▶ [Assignment] In the material below, find each line with the string "Mutex" and copy it.

▶ [Exercise input]
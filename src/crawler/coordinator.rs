//! Crawl orchestration
//!
//! Seeds the shared frontier from the configured URLs plus a random sample
//! of previously stored websites, then runs a fixed pool of workers that
//! drain it. Workers share one frontier, one storage handle, and one HTTP
//! client; a worker only exits once the frontier is empty and no sibling
//! has a fetch in flight that might still feed it.

use crate::config::Config;
use crate::crawler::fetcher::{build_http_client, fetch_document};
use crate::embedding::EmbeddingTable;
use crate::frontier::{Blacklist, Frontier, FrontierLimits, SkipPolicy};
use crate::page::Page;
use crate::storage::{SqliteStorage, Storage, VectorRecord};
use crate::{GleanerError, Result};
use rand::seq::SliceRandom;
use reqwest::Client;
use std::path::Path;
use std::sync::atomic::{AtomicUsize, Ordering};
use std::sync::{Arc, Mutex};
use std::time::Duration;

/// Main crawler coordinator
pub struct Coordinator {
    config: Arc<Config>,
    frontier: Arc<Frontier>,
    storage: Arc<Mutex<SqliteStorage>>,
    client: Client,
    embeddings: Option<Arc<EmbeddingTable>>,
    run_id: i64,
}

/// Everything a worker needs, cloned once per spawned task
#[derive(Clone)]
struct WorkerShared {
    frontier: Arc<Frontier>,
    storage: Arc<Mutex<SqliteStorage>>,
    client: Client,
    embeddings: Option<Arc<EmbeddingTable>>,
    in_flight: Arc<AtomicUsize>,
    pages_crawled: Arc<AtomicUsize>,
}

impl Coordinator {
    /// Initializes storage, frontier, HTTP client, and the optional
    /// embedding table
    ///
    /// Any failure here (unreachable database, invalid blacklist pattern,
    /// unreadable vectors file) is fatal before a single worker is spawned.
    pub fn new(config: Config, config_hash: &str) -> Result<Self> {
        let mut storage = SqliteStorage::new(Path::new(&config.storage.database_path))?;
        let run_id = storage.create_run(config_hash)?;

        let blacklist = Blacklist::from_patterns(&config.blacklist)?;
        let policy = SkipPolicy::new(blacklist, config.crawler.max_domain_visits);
        let frontier = Frontier::new(FrontierLimits::from(&config.crawler), policy);

        let client = build_http_client(&config.crawler)?;

        let embeddings = if config.embedding.enabled {
            let table = EmbeddingTable::load(Path::new(&config.embedding.vectors_path))?;
            Some(Arc::new(table))
        } else {
            None
        };

        Ok(Self {
            config: Arc::new(config),
            frontier: Arc::new(frontier),
            storage: Arc::new(Mutex::new(storage)),
            client,
            embeddings,
            run_id,
        })
    }

    /// Runs the crawl to completion: seeds the frontier, spawns the worker
    /// pool, joins it, and marks the run completed
    pub async fn run(&self, seeds: Vec<String>) -> Result<()> {
        let sampled = {
            let storage = self.storage.lock().unwrap();
            storage
                .sample_websites(self.config.crawler.reseed_sample_size)
                .unwrap_or_else(|e| {
                    tracing::warn!(error = %e, "Failed to sample stored websites");
                    Vec::new()
                })
        };

        let mut urls = merge_seeds(seeds, sampled);
        if urls.is_empty() {
            return Err(GleanerError::SeedFile("no seed URLs to crawl".to_string()));
        }
        urls.shuffle(&mut rand::thread_rng());

        let workers = (self.config.crawler.workers as usize).max(1);
        let chunk_size = urls.len().div_ceil(workers).max(1);

        tracing::info!(
            run_id = self.run_id,
            seeds = urls.len(),
            workers,
            "Starting crawl"
        );

        let in_flight = Arc::new(AtomicUsize::new(0));
        let pages_crawled = Arc::new(AtomicUsize::new(0));
        let mut handles = Vec::with_capacity(workers);
        for (worker_id, chunk) in urls.chunks(chunk_size).enumerate() {
            let shared = WorkerShared {
                frontier: Arc::clone(&self.frontier),
                storage: Arc::clone(&self.storage),
                client: self.client.clone(),
                embeddings: self.embeddings.clone(),
                in_flight: Arc::clone(&in_flight),
                pages_crawled: Arc::clone(&pages_crawled),
            };
            let chunk = chunk.to_vec();
            handles.push(tokio::spawn(run_worker(worker_id, chunk, shared)));
        }

        for handle in handles {
            handle
                .await
                .map_err(|e| GleanerError::WorkerJoin(e.to_string()))?;
        }

        {
            let mut storage = self.storage.lock().unwrap();
            storage.complete_run(self.run_id)?;
            tracing::info!(
                pages = pages_crawled.load(Ordering::SeqCst),
                websites = storage.count_websites()?,
                articles = storage.count_articles()?,
                images = storage.count_images()?,
                files = storage.count_files()?,
                "Crawl completed"
            );
        }
        Ok(())
    }
}

/// Combines configured seeds with sampled website URLs, deduplicated in
/// first-seen order
fn merge_seeds(seeds: Vec<String>, sampled: Vec<String>) -> Vec<String> {
    let mut merged = Vec::with_capacity(seeds.len() + sampled.len());
    for url in seeds.into_iter().chain(sampled) {
        if !merged.contains(&url) {
            merged.push(url);
        }
    }
    merged
}

/// One worker: admits its seed chunk, then drains the shared frontier.
///
/// The in-flight counter keeps the pool alive while any sibling is mid-
/// fetch: that fetch may admit new links, so an empty queue alone is not a
/// termination condition.
async fn run_worker(worker_id: usize, seeds: Vec<String>, shared: WorkerShared) {
    tracing::debug!(worker_id, seeds = seeds.len(), "Worker started");
    for url in &seeds {
        shared.frontier.admit(url);
    }

    loop {
        shared.in_flight.fetch_add(1, Ordering::SeqCst);
        match shared.frontier.pop() {
            Some(url) => {
                crawl_url(&url, &shared).await;
                shared.in_flight.fetch_sub(1, Ordering::SeqCst);

                let crawled = shared.pages_crawled.fetch_add(1, Ordering::SeqCst) + 1;
                if crawled % 10 == 0 {
                    tracing::info!(
                        pages = crawled,
                        pending = shared.frontier.pending(),
                        "Progress"
                    );
                }
            }
            None => {
                let was_last = shared.in_flight.fetch_sub(1, Ordering::SeqCst) == 1;
                if was_last && shared.frontier.is_empty() {
                    break;
                }
                tokio::time::sleep(Duration::from_millis(50)).await;
            }
        }
    }
    tracing::debug!(worker_id, "Worker finished");
}

/// One crawl step: skip-check, fetch, extract, persist, admit discovered
/// links. Every per-URL failure is contained here.
async fn crawl_url(url: &str, shared: &WorkerShared) {
    // State may have changed since the URL was admitted
    if shared.frontier.should_skip(url) {
        return;
    }
    shared.frontier.evict_if_oversized();
    shared.frontier.mark_visited(url);

    tracing::debug!(url, "Fetching");
    let body = match fetch_document(&shared.client, url).await {
        Some(body) => body,
        None => return,
    };

    let page = Page::parse(url, &body);
    persist_page(&page, &shared.storage);
    if let Some(table) = &shared.embeddings {
        embed_page(&page, table, &shared.storage);
    }

    let mut links = page.links;
    links.shuffle(&mut rand::thread_rng());
    for link in &links {
        shared.frontier.admit(link);
    }
}

/// Upserts every record extracted from a page; a failed upsert is logged
/// and the rest still go through
fn persist_page(page: &Page, storage: &Mutex<SqliteStorage>) {
    let mut storage = storage.lock().unwrap();

    for file in &page.files {
        if let Err(e) = storage.upsert_file(file) {
            tracing::warn!(url = %file.url, error = %e, "File upsert failed");
        }
    }
    for image in &page.images {
        if let Err(e) = storage.upsert_image(image) {
            tracing::warn!(url = %image.url, error = %e, "Image upsert failed");
        }
    }
    for article in &page.articles {
        for image in &article.images {
            if let Err(e) = storage.upsert_image(image) {
                tracing::warn!(url = %image.url, error = %e, "Image upsert failed");
            }
        }
        if let Err(e) = storage.upsert_article(&article.record) {
            tracing::warn!(uid = %article.record.uid, error = %e, "Article upsert failed");
        }
    }
    if let Err(e) = storage.upsert_website(&page.website_record()) {
        tracing::warn!(url = %page.url, error = %e, "Website upsert failed");
    }
}

/// Embeds the page's keywords (title when there are none) and stores the
/// vector; failures are logged and swallowed
fn embed_page(page: &Page, table: &EmbeddingTable, storage: &Mutex<SqliteStorage>) {
    let text = if page.keywords.is_empty() {
        page.title.clone().unwrap_or_default()
    } else {
        page.keywords.join(" ")
    };
    if text.is_empty() {
        return;
    }

    let (uid, vector) = match table.embed_with_id(&text) {
        Some(embedded) => embedded,
        None => return,
    };

    let record = VectorRecord {
        uid: uid.to_string(),
        url: page.url.clone(),
        name: page.title.clone(),
        domain: page.domain.clone(),
        vector,
    };
    if let Err(e) = storage.lock().unwrap().upsert_vector(&record) {
        tracing::warn!(url = %page.url, error = %e, "Vector upsert failed");
    }
}

/// Runs a complete crawl with the given configuration and seed URLs
pub async fn run_crawl(config: Config, config_hash: &str, seeds: Vec<String>) -> Result<()> {
    let coordinator = Coordinator::new(config, config_hash)?;
    coordinator.run(seeds).await
}

#[cfg(test)]
mod tests {
    use super::*;

    #[test]
    fn test_merge_seeds_dedupes_preserving_order() {
        let seeds = vec!["https://a.com/".to_string(), "https://b.com/".to_string()];
        let sampled = vec!["https://b.com/".to_string(), "https://c.com/".to_string()];
        assert_eq!(
            merge_seeds(seeds, sampled),
            vec![
                "https://a.com/".to_string(),
                "https://b.com/".to_string(),
                "https://c.com/".to_string(),
            ]
        );
    }

    #[test]
    fn test_merge_seeds_empty() {
        assert!(merge_seeds(Vec::new(), Vec::new()).is_empty());
    }
}
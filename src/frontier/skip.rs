//! Skip policy: decides whether a URL is eligible for fetch
//!
//! A pure decision over (url, blacklist, visit counters) with no side
//! effects. It runs twice per URL: once at admission and again, defensively,
//! right before a worker fetches a popped URL, since frontier state may have
//! changed in between.

use crate::url::{domain_of, is_file_url, remove_query};
use crate::ConfigError;
use regex::Regex;
use std::collections::{HashMap, HashSet};

/// Scheme markers that disqualify a URL outright
const DISALLOWED_MARKERS: &[&str] = &["javascript:", "mailto:", "tel:"];

/// Non-document extensions (media, scripts, styles, source maps)
const SKIPPED_EXTENSIONS: &[&str] = &[
    ".js", ".css", ".map", ".svg", ".ico", ".gif", ".bmp", ".png", ".jpg", ".jpeg",
];

/// Compiled blacklist patterns, matched against full URLs
#[derive(Debug, Default)]
pub struct Blacklist {
    patterns: Vec<Regex>,
}

impl Blacklist {
    /// Compiles the configured patterns; fails on the first invalid one
    pub fn from_patterns(patterns: &[String]) -> Result<Self, ConfigError> {
        let mut compiled = Vec::with_capacity(patterns.len());
        for pattern in patterns {
            let regex = Regex::new(pattern).map_err(|e| ConfigError::InvalidPattern {
                pattern: pattern.clone(),
                message: e.to_string(),
            })?;
            compiled.push(regex);
        }
        Ok(Self { patterns: compiled })
    }

    /// Returns true when any pattern matches at the start of the URL
    pub fn matches(&self, url: &str) -> bool {
        self.patterns
            .iter()
            .any(|p| p.find(url).is_some_and(|m| m.start() == 0))
    }
}

/// The admission/skip decision for the frontier
#[derive(Debug)]
pub struct SkipPolicy {
    blacklist: Blacklist,
    max_domain_visits: u32,
}

impl SkipPolicy {
    pub fn new(blacklist: Blacklist, max_domain_visits: u32) -> Self {
        Self {
            blacklist,
            max_domain_visits,
        }
    }

    /// Decides whether `url` should be skipped.
    ///
    /// The check is applied to the URL as given and to its query-stripped
    /// form; either match skips it.
    pub fn should_skip(
        &self,
        url: &str,
        visited: &HashSet<String>,
        domain_visits: &HashMap<String, u32>,
    ) -> bool {
        self.check_one(url, visited, domain_visits)
            || self.check_one(&remove_query(url), visited, domain_visits)
    }

    fn check_one(
        &self,
        url: &str,
        visited: &HashSet<String>,
        domain_visits: &HashMap<String, u32>,
    ) -> bool {
        if self.blacklist.matches(url) {
            return true;
        }

        if visited.contains(url) {
            return true;
        }

        if DISALLOWED_MARKERS.iter().any(|m| url.contains(m)) {
            return true;
        }

        let low = url.to_lowercase();
        if is_file_url(&low) || SKIPPED_EXTENSIONS.iter().any(|ext| low.ends_with(ext)) {
            return true;
        }

        if url == "http://" || url == "https://" {
            return true;
        }

        if url.len() <= 8 {
            return true;
        }

        if domain_visits.get(&domain_of(url)).copied().unwrap_or(0) >= self.max_domain_visits {
            return true;
        }

        false
    }
}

▶ [Output of the exercise]
use std::sync::{Arc, Mutex};
    storage: Arc<Mutex<SqliteStorage>>,
    storage: Arc<Mutex<SqliteStorage>>,
            storage: Arc::new(Mutex::new(storage)),
fn persist_page(page: &Page, storage: &Mutex<SqliteStorage>) {
fn embed_page(page: &Page, table: &EmbeddingTable, storage: &Mutex<SqliteStorage>) {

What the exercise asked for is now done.